Tiniteqilaaq
"Quatre-vingts personnes, pas de routes, pas d'horaire de ferry — et bien plus de chiens que de personnes."
Le bateau de Tasiilaq à Tiniteqilaaq prend environ deux heures en eau ouverte, ou plus quand la glace force des détours. J’ai fait la traversée fin mars dans un petit bateau à moteur avec trois chasseurs qui rentraient de Tasiilaq avec des provisions, assis sur une caisse qui contenait en fait du sucre et du lait concentré, regardant les parois du fjord s’élever de chaque côté jusqu’à ce que le ciel ne soit plus qu’une bande de gris pâle au-dessus. Le conducteur du bateau connaissait chaque chenal dans la glace. Il s’y faufilait comme un citadin se déplace dans la circulation, lisant les ouvertures trois coups à l’avance, ajustant la vitesse sans paraître y penser. J’ai essayé de ne pas faire de contact visuel avec la glace qui glissait contre la coque à portée de bras.

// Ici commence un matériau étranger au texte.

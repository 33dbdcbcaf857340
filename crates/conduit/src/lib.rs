//! # mcp-conduit
//!
//! Server-side implementation of the Model Context Protocol (MCP) over
//! streamable HTTP, built to scale horizontally: every JSON-RPC message is
//! routed through a pub/sub [`broker`] keyed by session, so any node
//! subscribed to the right subject can carry a response back to the client
//! that is waiting on it.
//!
//! The crate has two load-bearing pieces:
//!
//! * [`transport::StreamableHttpTransport`] — one HTTP endpoint multiplexing
//!   client POSTs, the server-to-client background SSE stream (GET), and
//!   session termination (DELETE), with per-request selection between a
//!   buffered JSON response and an SSE stream.
//! * [`service::Protocol`] — a transport-agnostic JSON-RPC engine that
//!   correlates requests and responses by `(connection, session, request-id)`,
//!   dispatches to handlers registered through [`service::Feature`]s, and
//!   handles cancellation, progress, and timeouts.
//!
//! Everything else is a pluggable collaborator: the [`broker::Broker`]
//! backend, the [`session::SessionStore`], the id generator, and the optional
//! message validator.

pub mod broker;
mod error;
pub mod model;
pub mod service;
pub mod session;
pub mod transport;

pub use error::{ProtocolError, ServiceError, SessionError, TransportError};
pub use model::{ErrorCode, ErrorData, JsonRpcMessage, RequestId};
pub use service::{Feature, FeatureContext, Hooks, Peer, Protocol, ProtocolOptions, handler_fn};
pub use session::{Session, SessionContext, SessionId, SessionStore};
pub use transport::{SendRoute, Transport};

Tiniteqilaaq est assis à la tête d’un fjord appelé Sermilik — un fjord qui draine l’un des systèmes glaciaires les plus actifs du Groenland oriental, produisant des icebergs à un rythme qui maintient la voie navigable obstruée une grande partie de l’année. Le village lui-même représente peut-être trente maisons, peintes dans les habituels rouges et bleus et jaunes groenlandais, perchées sur une étroite corniche rocheuse au-dessus de l’eau. Il y a un petit magasin ouvert à des heures irrégulières, une école, un bâtiment communautaire. Pas d’hôtel — les maisons d’hôtes sont des chambres libres dans des maisons familiales, qu’on arrange via le bureau touristique de Tasiilaq avant le départ, en supposant que l’hôte vous accueillera à l’arrivée du bateau. La mienne était une femme d’une soixantaine d’années qui m’a montré ma chambre, laissé un thermos de thé et disparu. La chambre avait une fenêtre face au fjord et je me suis assis à la regarder pendant une heure en observant les icebergs passer à la dérive et j’ai ressenti quelque chose pour lequel je n’ai pas de mot précis — pas la solitude exactement, plutôt du soulagement.

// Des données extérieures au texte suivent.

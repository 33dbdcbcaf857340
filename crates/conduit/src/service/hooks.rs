//! Lifecycle hooks the engine invokes around message processing.
//!
//! All hooks are optional and synchronous; they observe, they do not steer.

use std::sync::Arc;

use crate::{
    model::{ErrorData, JsonRpcMessage},
    session::SessionId,
};

pub type MessageHook = Arc<dyn Fn(&JsonRpcMessage) + Send + Sync>;
pub type SessionHook = Arc<dyn Fn(&SessionId) + Send + Sync>;
pub type ErrorHook = Arc<dyn Fn(&ErrorData) + Send + Sync>;
pub type CloseHook = Arc<dyn Fn() + Send + Sync>;

#[derive(Clone, Default)]
pub struct Hooks {
    pub on_before_receive: Option<MessageHook>,
    pub on_after_receive: Option<MessageHook>,
    pub on_before_send_request: Option<MessageHook>,
    pub on_after_send_request: Option<MessageHook>,
    pub on_before_send_notification: Option<MessageHook>,
    pub on_after_send_notification: Option<MessageHook>,
    pub on_handler_error: Option<ErrorHook>,
    /// Fired exactly once per session, when its `notifications/initialized`
    /// arrives.
    pub on_ready: Option<SessionHook>,
    pub on_close: Option<CloseHook>,
}

impl Hooks {
    pub fn new() -> Self {
        Self::default()
    }

    pub fn on_ready(mut self, hook: impl Fn(&SessionId) + Send + Sync + 'static) -> Self {
        self.on_ready = Some(Arc::new(hook));
        self
    }

    pub fn on_handler_error(mut self, hook: impl Fn(&ErrorData) + Send + Sync + 'static) -> Self {
        self.on_handler_error = Some(Arc::new(hook));
        self
    }

    pub fn on_close(mut self, hook: impl Fn() + Send + Sync + 'static) -> Self {
        self.on_close = Some(Arc::new(hook));
        self
    }

    pub fn on_before_receive(
        mut self,
        hook: impl Fn(&JsonRpcMessage) + Send + Sync + 'static,
    ) -> Self {
        self.on_before_receive = Some(Arc::new(hook));
        self
    }

    pub fn on_after_receive(
        mut self,
        hook: impl Fn(&JsonRpcMessage) + Send + Sync + 'static,
    ) -> Self {
        self.on_after_receive = Some(Arc::new(hook));
        self
    }

    pub fn on_before_send_request(
        mut self,
        hook: impl Fn(&JsonRpcMessage) + Send + Sync + 'static,
    ) -> Self {
        self.on_before_send_request = Some(Arc::new(hook));
        self
    }

    pub fn on_after_send_request(
        mut self,
        hook: impl Fn(&JsonRpcMessage) + Send + Sync + 'static,
    ) -> Self {
        self.on_after_send_request = Some(Arc::new(hook));
        self
    }

    pub fn on_before_send_notification(
        mut self,
        hook: impl Fn(&JsonRpcMessage) + Send + Sync + 'static,
    ) -> Self {
        self.on_before_send_notification = Some(Arc::new(hook));
        self
    }

    pub fn on_after_send_notification(
        mut self,
        hook: impl Fn(&JsonRpcMessage) + Send + Sync + 'static,
    ) -> Self {
        self.on_after_send_notification = Some(Arc::new(hook));
        self
    }
}

impl std::fmt::Debug for Hooks {
    fn fmt(&self, f: &mut std::fmt::Formatter<'_>) -> std::fmt::Result {
        f.debug_struct("Hooks").finish_non_exhaustive()
    }
}

pub(crate) fn fire_message(hook: &Option<MessageHook>, message: &JsonRpcMessage) {
    if let Some(hook) = hook {
        hook(message);
    }
}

Les chiens sont partout à Tiniteqilaaq — enchaînés au bord du village en groupes, des chiens de traîneau groenlandais aux pâles yeux de loup et à leur constant hurlement sourd. Dans un endroit si petit, ils sont plus nombreux que les gens. Les chasseurs les utilisent sur la glace de mer pendant l’hiver, faisant courir des attelages vers la côte extérieure où le bord de la glace amène des phoques et parfois des ours polaires. J’ai regardé un attelage être attelé un matin avant l’aube — le chaos organisé de l’opération, le chien de tête placé en premier, les autres accrochés par un système qui semblait désinvolte jusqu’à ce que ce soit fait et soudainement serré et intentionnel. Ils sont partis dans un nuage de neige, vingt chiens en formation en éventail, et le son a porté pendant des minutes après qu’ils aient disparu au coin du promontoire.

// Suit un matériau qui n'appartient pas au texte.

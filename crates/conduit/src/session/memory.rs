//! In-memory session store.

use futures::future::BoxFuture;
use serde_json::Value;
use tokio::sync::RwLock;
use uuid::Uuid;

use super::{RequestMetadata, Session, SessionId, SessionState, SessionStore};
use crate::error::SessionError;

/// Sessions held in a process-local map. Deleted sessions keep a tombstone so
/// `delete` stays idempotent and late lookups miss cleanly.
#[derive(Default)]
pub struct MemorySessionStore {
    sessions: RwLock<std::collections::HashMap<SessionId, Session>>,
}

impl MemorySessionStore {
    pub fn new() -> Self {
        Self::default()
    }
}

impl SessionStore for MemorySessionStore {
    fn create(&self, _meta: &RequestMetadata) -> BoxFuture<'_, Result<Session, SessionError>> {
        Box::pin(async {
            let session = Session::new(Uuid::new_v4().to_string());
            self.sessions
                .write()
                .await
                .insert(session.id.clone(), session.clone());
            tracing::debug!(session_id = %session.id, "session created");
            Ok(session)
        })
    }

    fn get<'a>(
        &'a self,
        id: &'a SessionId,
        _meta: &'a RequestMetadata,
    ) -> BoxFuture<'a, Result<Option<Session>, SessionError>> {
        Box::pin(async move {
            let sessions = self.sessions.read().await;
            Ok(sessions
                .get(id)
                .filter(|session| !session.state.is_terminal())
                .cloned())
        })
    }

    fn delete<'a>(
        &'a self,
        id: &'a SessionId,
        _meta: &'a RequestMetadata,
    ) -> BoxFuture<'a, Result<(), SessionError>> {
        Box::pin(async move {
            let mut sessions = self.sessions.write().await;
            if let Some(session) = sessions.get_mut(id) {
                if session.state.can_transition_to(SessionState::Deleted) {
                    session.state = SessionState::Deleted;
                    let now = chrono::Utc::now();
                    session.deleted_at = Some(now);
                    session.updated_at = now;
                    tracing::debug!(session_id = %id, "session deleted");
                }
            }
            Ok(())
        })
    }

    fn get_value<'a>(
        &'a self,
        id: &'a SessionId,
        key: &'a str,
    ) -> BoxFuture<'a, Result<Option<Value>, SessionError>> {
        Box::pin(async move {
            let sessions = self.sessions.read().await;
            let session = sessions
                .get(id)
                .filter(|session| !session.state.is_terminal())
                .ok_or_else(|| SessionError::NotFound(id.clone()))?;
            Ok(session.values.get(key).cloned())
        })
    }

    fn set_value<'a>(
        &'a self,
        id: &'a SessionId,
        key: &'a str,
        value: Value,
    ) -> BoxFuture<'a, Result<(), SessionError>> {
        Box::pin(async move {
            let mut sessions = self.sessions.write().await;
            let session = sessions
                .get_mut(id)
                .filter(|session| !session.state.is_terminal())
                .ok_or_else(|| SessionError::NotFound(id.clone()))?;
            session.values.insert(key.to_owned(), value);
            session.updated_at = chrono::Utc::now();
            Ok(())
        })
    }

    fn mark_initialized<'a>(
        &'a self,
        id: &'a SessionId,
    ) -> BoxFuture<'a, Result<(), SessionError>> {
        Box::pin(async move {
            let mut sessions = self.sessions.write().await;
            let session = sessions
                .get_mut(id)
                .ok_or_else(|| SessionError::NotFound(id.clone()))?;
            if session.state.can_transition_to(SessionState::Initialized) {
                session.state = SessionState::Initialized;
                session.updated_at = chrono::Utc::now();
            }
            Ok(())
        })
    }
}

Il n’y a pas d’infrastructure touristique ici et c’est précisément le point. On n’est pas un visiteur d’une expérience ; on est un invité dans un endroit. La distinction compte. J’ai mangé avec la famille de mon hôte les deux soirs, des repas de phoque bouilli avec du flétan séché et du thé, et la conversation était en partie en danois, en partie en groenlandais avec sa fille traduisant, en partie en gestes et en rires à ce que j’avais mal compris. Sa petite-fille, d’environ huit ans, a passé les deux repas à m’observer manger avec une expression d’intérêt scientifique. Au deuxième soir elle avait décidé que j’étais acceptable et s’est hissée sur le banc à côté de moi pour me montrer quelque chose sur sa tablette — un dessin animé, pas en groenlandais ni en danois mais en anglais. Le monde arrive ici aussi, juste différemment.
Quand y aller : Mars et avril pour la glace de mer, la culture du traîneau à chiens et les aurores boréales. De fin juin à août pour l’eau ouverte, les excursions en bateau parmi les icebergs dans le fjord Sermilik et la longue lumière. Planifiez la logistique via Tasiilaq ; les maisons d’hôtes nécessitent un préavis et le calendrier du bateau dépend des conditions de glace. Venez avec plus de temps que vous pensez en avoir besoin — les retards météo sont la norme, pas l’exception.